・第52回定例会 −歴史・文化に親しむ会−
日 時: 2010年12月22日(水曜日)18:00〜20:00
場 所: 大阪市梅田東学習ルーム
テーマ: 「藤野正弘の京都まち暮らし」〜私の好きな京都〜
講 師: 藤野 正弘 (ふじの まさひろ)様
(特定非営利活動法人 きょうとNPO センター 理事 プロジェクト・マネージャー)
観光客目線での京都の側面「A級京都」ではなく、「B級京都」をご案内頂きました。
1600年代から続く「みすや針」、元禄時代から続く煙管(キセル)の谷川清次郎商店等の
職人のまち、京セラ・島津製作所・村田製作所、ワコール等の京都で生まれたベンチャー
精神が息づくまち、10人に一人という日本一の学生のまち、祇園祭を代表としたまつりの
まち、36種類を超える京野菜を中心とした食文化のまち、等たくさんの京都について
お話しをしていただきました。
・第51回定例会 −歴史・文化に親しむ会−
日 時: 2010年11月24日(水曜日)18:00〜20:00
場 所: 大阪市梅田東学習ルーム
テーマ: 「ドイツの音楽と詩」
講 師:河勝 重美(かわかつ しげよし) 様 (元ドイツ・ザクセン州経済振興局顧問)

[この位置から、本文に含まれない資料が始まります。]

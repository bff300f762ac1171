//! Turning a listed location into raw schema documents.

use super::expand::TemplateExpander;
use super::sources::{DirectoryEntry, DirectorySource, EntryKind};
use crate::crd::{CrdFile, crds_to_document, parse_crds};
use crate::error::CodegenError;
use miette::{IntoDiagnostic, Result};
use serde_json::Value;
use std::future::Future;
use std::path::Path;
use std::pin::Pin;

/// Entry name prefix marking a directory for template expansion
pub const TEMPLATE_MARKER: &str = "kustomization";

pub struct Acquirer<'a> {
    source: &'a dyn DirectorySource,
    expander: &'a dyn TemplateExpander,
}

impl<'a> Acquirer<'a> {
    pub fn new(source: &'a dyn DirectorySource, expander: &'a dyn TemplateExpander) -> Self {
        Self { source, expander }
    }

    /// Fetch every schema document at `location`.
    ///
    /// JSON files are returned as they are. YAML files, or the output of
    /// template expansion when the location holds a kustomization, are read
    /// as CustomResourceDefinitions and gathered into one synthesized
    /// document, which comes last.
    ///
    /// A failed fetch or parse is an error. A failed expansion only drops
    /// the expanded documents.
    pub async fn acquire(&self, location: &str) -> Result<Vec<Value>> {
        tracing::info!(location, "fetching schema documents");

        let entries = self.source.list(location).await?;
        let mut documents = Vec::new();
        let mut crds = Vec::new();

        if entries.iter().any(|e| e.name.starts_with(TEMPLATE_MARKER)) {
            crds = self.expand_directory(&entries).await?;
        } else {
            for entry in entries.iter().filter(|e| e.kind == EntryKind::File) {
                if entry.name.ends_with(".json") {
                    let text = self.source.fetch(&entry.path).await?;
                    let document: Value = serde_json::from_str(&text).map_err(|e| {
                        CodegenError::parse_error_with_source(e, &entry.path, text.clone())
                    })?;
                    documents.push(document);
                } else if entry.name.ends_with(".yaml") || entry.name.ends_with(".yml") {
                    let text = self.source.fetch(&entry.path).await?;
                    crds.extend(parse_crds(&text, &entry.path)?);
                } else {
                    tracing::debug!(name = %entry.name, "skipping non-schema file");
                }
            }
        }

        if !crds.is_empty() {
            tracing::debug!(count = crds.len(), "synthesizing document from CRDs");
            documents.push(crds_to_document(&crds));
        }

        tracing::info!(location, documents = documents.len(), "fetched schema documents");
        Ok(documents)
    }

    /// Download the directory into a scratch dir, expand it and parse the
    /// resulting stream
    async fn expand_directory(&self, entries: &[DirectoryEntry]) -> Result<Vec<CrdFile>> {
        let scratch = tempfile::Builder::new()
            .prefix("kubetype-expand-")
            .tempdir()
            .into_diagnostic()?;

        self.download(entries, scratch.path()).await?;

        let crds = match self.expander.expand(scratch.path()).await {
            Ok(output) => parse_crds(&output, "template expansion output").map_err(Into::into),
            Err(e) => {
                tracing::error!(error = ?e, "template expansion failed, skipping its documents");
                Ok(Vec::new())
            }
        };

        let scratch_path = scratch.path().to_path_buf();
        if let Err(e) = scratch.close() {
            tracing::warn!(path = %scratch_path.display(), error = %e, "failed to remove scratch directory");
        }

        crds
    }

    fn download<'s>(
        &'s self,
        entries: &'s [DirectoryEntry],
        target: &'s Path,
    ) -> Pin<Box<dyn Future<Output = Result<()>> + Send + 's>> {
        Box::pin(async move {
            for entry in entries {
                if entry.name.is_empty() || entry.name.contains(['/', '\\']) || entry.name == ".." {
                    tracing::warn!(name = %entry.name, "skipping entry with unusable name");
                    continue;
                }

                let destination = target.join(&entry.name);
                match entry.kind {
                    EntryKind::File => {
                        let text = self.source.fetch(&entry.path).await?;
                        tokio::fs::write(&destination, text).await.into_diagnostic()?;
                    }
                    EntryKind::Directory => {
                        tokio::fs::create_dir_all(&destination)
                            .await
                            .into_diagnostic()?;
                        let children = self.source.list(&entry.path).await?;
                        self.download(&children, &destination).await?;
                    }
                }
            }
            Ok(())
        })
    }
}
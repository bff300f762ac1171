use clap::Parser;
use kubetype_codegen::cli::SchemaFetchArgs;
use kubetype_codegen::fetch::{Config, Fetcher};
use miette::Result;
use tracing_subscriber::EnvFilter;

#[tokio::main]
async fn main() -> Result<()> {
    let args = SchemaFetchArgs::parse();
    init_tracing(args.verbose);

    tracing::info!(config = %args.config.display(), "reading config");
    let config = Config::load(&args.config)?;
    let output = config.output.file.clone();

    tracing::info!(sources = config.sources.len(), "fetching schemas");
    Fetcher::new(config).run().await?;

    println!("Generated code to {:?}", output);

    Ok(())
}

fn init_tracing(verbose: bool) {
    let default = if verbose { "debug" } else { "info" };
    tracing_subscriber::fmt()
        .with_env_filter(
            EnvFilter::try_from_env("KUBETYPE_LOG").unwrap_or_else(|_| EnvFilter::new(default)),
        )
        .with_writer(std::io::stderr)
        .init();
}
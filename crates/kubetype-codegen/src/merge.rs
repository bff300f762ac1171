//! Deep merge of raw schema documents.
//!
//! Rules:
//! - Objects: recursive merge, key by key
//! - Arrays: concatenated in source order
//! - Scalars and type mismatches: the later document wins

use serde_json::Value;

/// Merge documents in order; later documents take priority on conflicts
pub fn merge_documents(documents: impl IntoIterator<Item = Value>) -> Value {
    let mut result = Value::Object(serde_json::Map::new());
    for document in documents {
        deep_merge(&mut result, document);
    }
    result
}

/// Merge `overlay` into `base`
pub fn deep_merge(base: &mut Value, overlay: Value) {
    match (base, overlay) {
        (Value::Object(base_map), Value::Object(overlay_map)) => {
            for (key, overlay_value) in overlay_map {
                match base_map.get_mut(&key) {
                    Some(base_value) => deep_merge(base_value, overlay_value),
                    None => {
                        base_map.insert(key, overlay_value);
                    }
                }
            }
        }
        (Value::Array(base_items), Value::Array(overlay_items)) => {
            base_items.extend(overlay_items);
        }
        (base, overlay) => {
            *base = overlay;
        }
    }
}
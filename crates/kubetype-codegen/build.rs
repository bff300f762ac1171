use clap::CommandFactory;
use clap_complete::{generate_to, shells};
use clap_mangen::Man;
use std::env;
use std::fs;
use std::io::Result;
use std::path::PathBuf;

#[path = "src/cli.rs"]
mod cli;

fn main() -> Result<()> {
    println!("cargo:rerun-if-changed=src/cli.rs");

    let out_dir = PathBuf::from(env::var("OUT_DIR").expect("OUT_DIR not set"));

    generate_docs_for_binary(&out_dir, cli::SchemaFetchArgs::command(), "schema-fetch")?;
    generate_docs_for_binary(&out_dir, cli::CodegenArgs::command(), "kubetype-codegen")?;

    Ok(())
}

fn generate_docs_for_binary(
    out_dir: &PathBuf,
    mut cmd: clap::Command,
    bin_name: &str,
) -> Result<()> {
    // Man page
    let man_dir = out_dir.join("man");
    fs::create_dir_all(&man_dir)?;

    let man = Man::new(cmd.clone());
    let mut man_buffer = Vec::new();
    man.render(&mut man_buffer)?;
    fs::write(man_dir.join(format!("{}.1", bin_name)), man_buffer)?;

    // Shell completions
    let comp_dir = out_dir.join("completions");
    fs::create_dir_all(&comp_dir)?;

    generate_to(shells::Bash, &mut cmd, bin_name, &comp_dir)?;
    generate_to(shells::Fish, &mut cmd, bin_name, &comp_dir)?;
    generate_to(shells::Zsh, &mut cmd, bin_name, &comp_dir)?;

    Ok(())
}
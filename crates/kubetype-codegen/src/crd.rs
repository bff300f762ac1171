//! CustomResourceDefinition handling.
//!
//! CRDs embed one OpenAPI schema per served version. They are turned into an
//! ordinary OpenAPI v3 document whose definition keys follow the Kubernetes
//! convention of a reversed group domain: group `cert-manager.io`, version
//! `v1`, kind `Certificate` becomes `io.cert-manager.v1.Certificate`.

use crate::error::{CodegenError, Result};
use serde::Deserialize;
use serde_json::{Value, json};

const CRD_KIND: &str = "CustomResourceDefinition";

#[derive(Debug, Clone, PartialEq, Deserialize)]
pub struct CrdFile {
    pub spec: CrdSpec,
}

#[derive(Debug, Clone, PartialEq, Deserialize)]
pub struct CrdSpec {
    pub group: String,
    pub names: CrdNames,
    #[serde(default)]
    pub versions: Vec<CrdVersion>,
    /// `apiextensions.k8s.io/v1beta1` single version
    pub version: Option<String>,
    /// `apiextensions.k8s.io/v1beta1` schema shared by all versions
    pub validation: Option<CrdValidation>,
}

#[derive(Debug, Clone, PartialEq, Deserialize)]
pub struct CrdNames {
    pub kind: String,
}

#[derive(Debug, Clone, PartialEq, Deserialize)]
pub struct CrdVersion {
    pub name: String,
    pub schema: Option<CrdValidation>,
}

#[derive(Debug, Clone, PartialEq, Deserialize)]
pub struct CrdValidation {
    #[serde(rename = "openAPIV3Schema")]
    pub open_api_v3_schema: Option<Value>,
}

impl CrdFile {
    /// `(version, schema)` pairs, falling back to the legacy top-level
    /// validation schema for versions that don't carry their own.
    pub fn version_schemas(&self) -> Vec<(&str, &Value)> {
        let shared = self
            .spec
            .validation
            .as_ref()
            .and_then(|v| v.open_api_v3_schema.as_ref());

        let mut result = Vec::new();
        for version in &self.spec.versions {
            let schema = version
                .schema
                .as_ref()
                .and_then(|s| s.open_api_v3_schema.as_ref())
                .or(shared);
            match schema {
                Some(schema) => result.push((version.name.as_str(), schema)),
                None => tracing::debug!(
                    kind = %self.spec.names.kind,
                    version = %version.name,
                    "version has no schema, skipping"
                ),
            }
        }

        if self.spec.versions.is_empty() {
            if let (Some(version), Some(schema)) = (&self.spec.version, shared) {
                result.push((version.as_str(), schema));
            }
        }

        result
    }
}

/// Definition key for one CRD version
pub fn crd_definition_key(group: &str, version: &str, kind: &str) -> String {
    let domain: Vec<&str> = group.split('.').rev().collect();
    format!("{}.{}.{}", domain.join("."), version, kind)
}

/// Parse a (possibly multi-document) YAML stream, keeping only CRDs.
///
/// Empty documents and other resource kinds are skipped.
pub fn parse_crds(yaml: &str, origin: &str) -> Result<Vec<CrdFile>> {
    let mut crds = Vec::new();

    for document in serde_yaml::Deserializer::from_str(yaml) {
        let value =
            Value::deserialize(document).map_err(|e| CodegenError::yaml_error(e, origin))?;

        if value.is_null() {
            continue;
        }

        let kind = value.get("kind").and_then(Value::as_str);
        if kind != Some(CRD_KIND) {
            tracing::debug!(origin, kind = ?kind, "skipping non-CRD document");
            continue;
        }

        let crd: CrdFile = serde_json::from_value(value)
            .map_err(|e| CodegenError::parse_error(e, origin))?;
        crds.push(crd);
    }

    Ok(crds)
}

/// Collect every version of every CRD into one OpenAPI v3 document
pub fn crds_to_document(crds: &[CrdFile]) -> Value {
    let mut schemas = serde_json::Map::new();

    for crd in crds {
        for (version, schema) in crd.version_schemas() {
            let key = crd_definition_key(&crd.spec.group, version, &crd.spec.names.kind);
            schemas.insert(key, schema.clone());
        }
    }

    json!({
        "openapi": "3.0.0",
        "info": {
            "title": "Kubernetes",
            "version": "1.0.0",
        },
        "paths": {},
        "components": {
            "schemas": schemas,
        },
    })
}

#[cfg(test)]
mod tests {
    use super::*;

    const CERTIFICATE: &str = r#"
apiVersion: apiextensions.k8s.io/v1
kind: CustomResourceDefinition
metadata:
  name: certificates.cert-manager.io
spec:
  group: cert-manager.io
  names:
    kind: Certificate
    plural: certificates
  scope: Namespaced
  versions:
    - name: v1
      served: true
      storage: true
      schema:
        openAPIV3Schema:
          type: object
          properties:
            spec:
              type: object
              properties:
                secretName:
                  type: string
"#;

    #[test]
    fn test_definition_key() {
        assert_eq!(
            crd_definition_key("cert-manager.io", "v1", "Certificate"),
            "io.cert-manager.v1.Certificate"
        );
        assert_eq!(
            crd_definition_key("keda.sh", "v1alpha1", "ScaledObject"),
            "sh.keda.v1alpha1.ScaledObject"
        );
    }

    #[test]
    fn test_certificate_synthesis() {
        let crds = parse_crds(CERTIFICATE, "certificate.yaml").expect("parse");
        assert_eq!(crds.len(), 1);

        let doc = crds_to_document(&crds);
        let schema = doc
            .pointer("/components/schemas/io.cert-manager.v1.Certificate")
            .expect("synthesized definition");
        assert_eq!(schema["type"], "object");
        assert!(schema.pointer("/properties/spec/properties/secretName").is_some());
    }

    #[test]
    fn test_multi_document_stream_skips_other_kinds() {
        let stream = format!(
            "---\napiVersion: v1\nkind: Namespace\nmetadata:\n  name: cert-manager\n---\n{CERTIFICATE}"
        );
        let crds = parse_crds(&stream, "bundle.yaml").expect("parse");
        assert_eq!(crds.len(), 1);
        assert_eq!(crds[0].spec.names.kind, "Certificate");
    }

    #[test]
    fn test_legacy_validation_fallback() {
        let legacy = r#"
apiVersion: apiextensions.k8s.io/v1beta1
kind: CustomResourceDefinition
spec:
  group: example.com
  version: v1alpha1
  names:
    kind: Widget
  validation:
    openAPIV3Schema:
      type: object
"#;
        let crds = parse_crds(legacy, "legacy.yaml").expect("parse");
        let doc = crds_to_document(&crds);
        assert!(
            doc.pointer("/components/schemas/com.example.v1alpha1.Widget")
                .is_some()
        );
    }

    #[test]
    fn test_every_version_is_synthesized() {
        let yaml = r#"
kind: CustomResourceDefinition
spec:
  group: keda.sh
  names:
    kind: ScaledJob
  versions:
    - name: v1alpha1
      schema:
        openAPIV3Schema:
          type: object
    - name: v1beta1
      schema:
        openAPIV3Schema:
          type: string
    - name: v1
"#;
        let crds = parse_crds(yaml, "scaledjob.yaml").expect("parse");
        let doc = crds_to_document(&crds);
        let schemas = doc.pointer("/components/schemas").and_then(Value::as_object).expect("schemas");
        assert_eq!(schemas.len(), 2);
        assert!(schemas.contains_key("sh.keda.v1alpha1.ScaledJob"));
        assert!(schemas.contains_key("sh.keda.v1beta1.ScaledJob"));
    }

    #[test]
    fn test_invalid_yaml_is_an_error() {
        assert!(parse_crds("kind: [unterminated", "bad.yaml").is_err());
    }
}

ドイツの大学で学位を取得、半世紀以上の長きに亘りドイツで生活、様々な
ビジネスの世界でご活躍になった河勝重美様をお招きしました。異国の地ドイツでの生活の
中で培ってこられた日本人としての心情を、「ドイツ音楽への親しみと詩」というテーマで
語って頂きました。
「ドイツの街は何処でも毎週2回ぐらい露天市場がたつ。八百屋に
肉屋魚屋、チーズや香料や蜂蜜だけの店もある。焼きたてのソーセージの匂いを間に挟んで、
植木屋や花屋が何時も季節の色で飾る。ハンブルク、イーゼ通りの2つの駅を結ぶ高架電車の
線路の下に向かい合って屋台の店がずっと並んで、市でも一番長いマルクト露天市がある。」
等のドイツの生活感あふれる河野様自作の詩をたくさん紹介いただきました。
・第50回月例会 2010年10月27日(水曜日)18:00〜20:00
場 所: 大阪市梅田東学習ルーム
テーマ: 「魔法使いファウスト伝説と西洋文化史」
講 師: 溝井裕一(みぞい ゆういち) 様 (関西大学非常勤講師)
悪魔と契約して魔法使いになったとされるファウスト博士にまつわる様々な噂や奇怪な
エピソードが、1587年に「ヨーハン・ファウスト博士のヒストリア」という伝説書
として出版され、ヨーロッパ中で大変な人気を博したとのことです。当時のヨーロッパでは、
ファウスト博士は15世紀から16世紀にかけてドイツに実在したとされ、彼にまつわる
噂や奇怪な出来事は「ほんとうにあった話」として語られていた様です。魔法や悪魔が
出てくるファウスト物語は現代の私たちには空想としか思えないのですが、ヨーロッパの
中世から近世には魔法信仰や悪魔信仰が日常のすみずみにまで入り込んで、魔法や悪魔に
まつわる伝承はリアリティーがある話として人々の耳に響いていた様です。溝井裕一先生
から、この時代の世界観、ヨーロッパの文化的な背景について、わかりやすく説明いただきました。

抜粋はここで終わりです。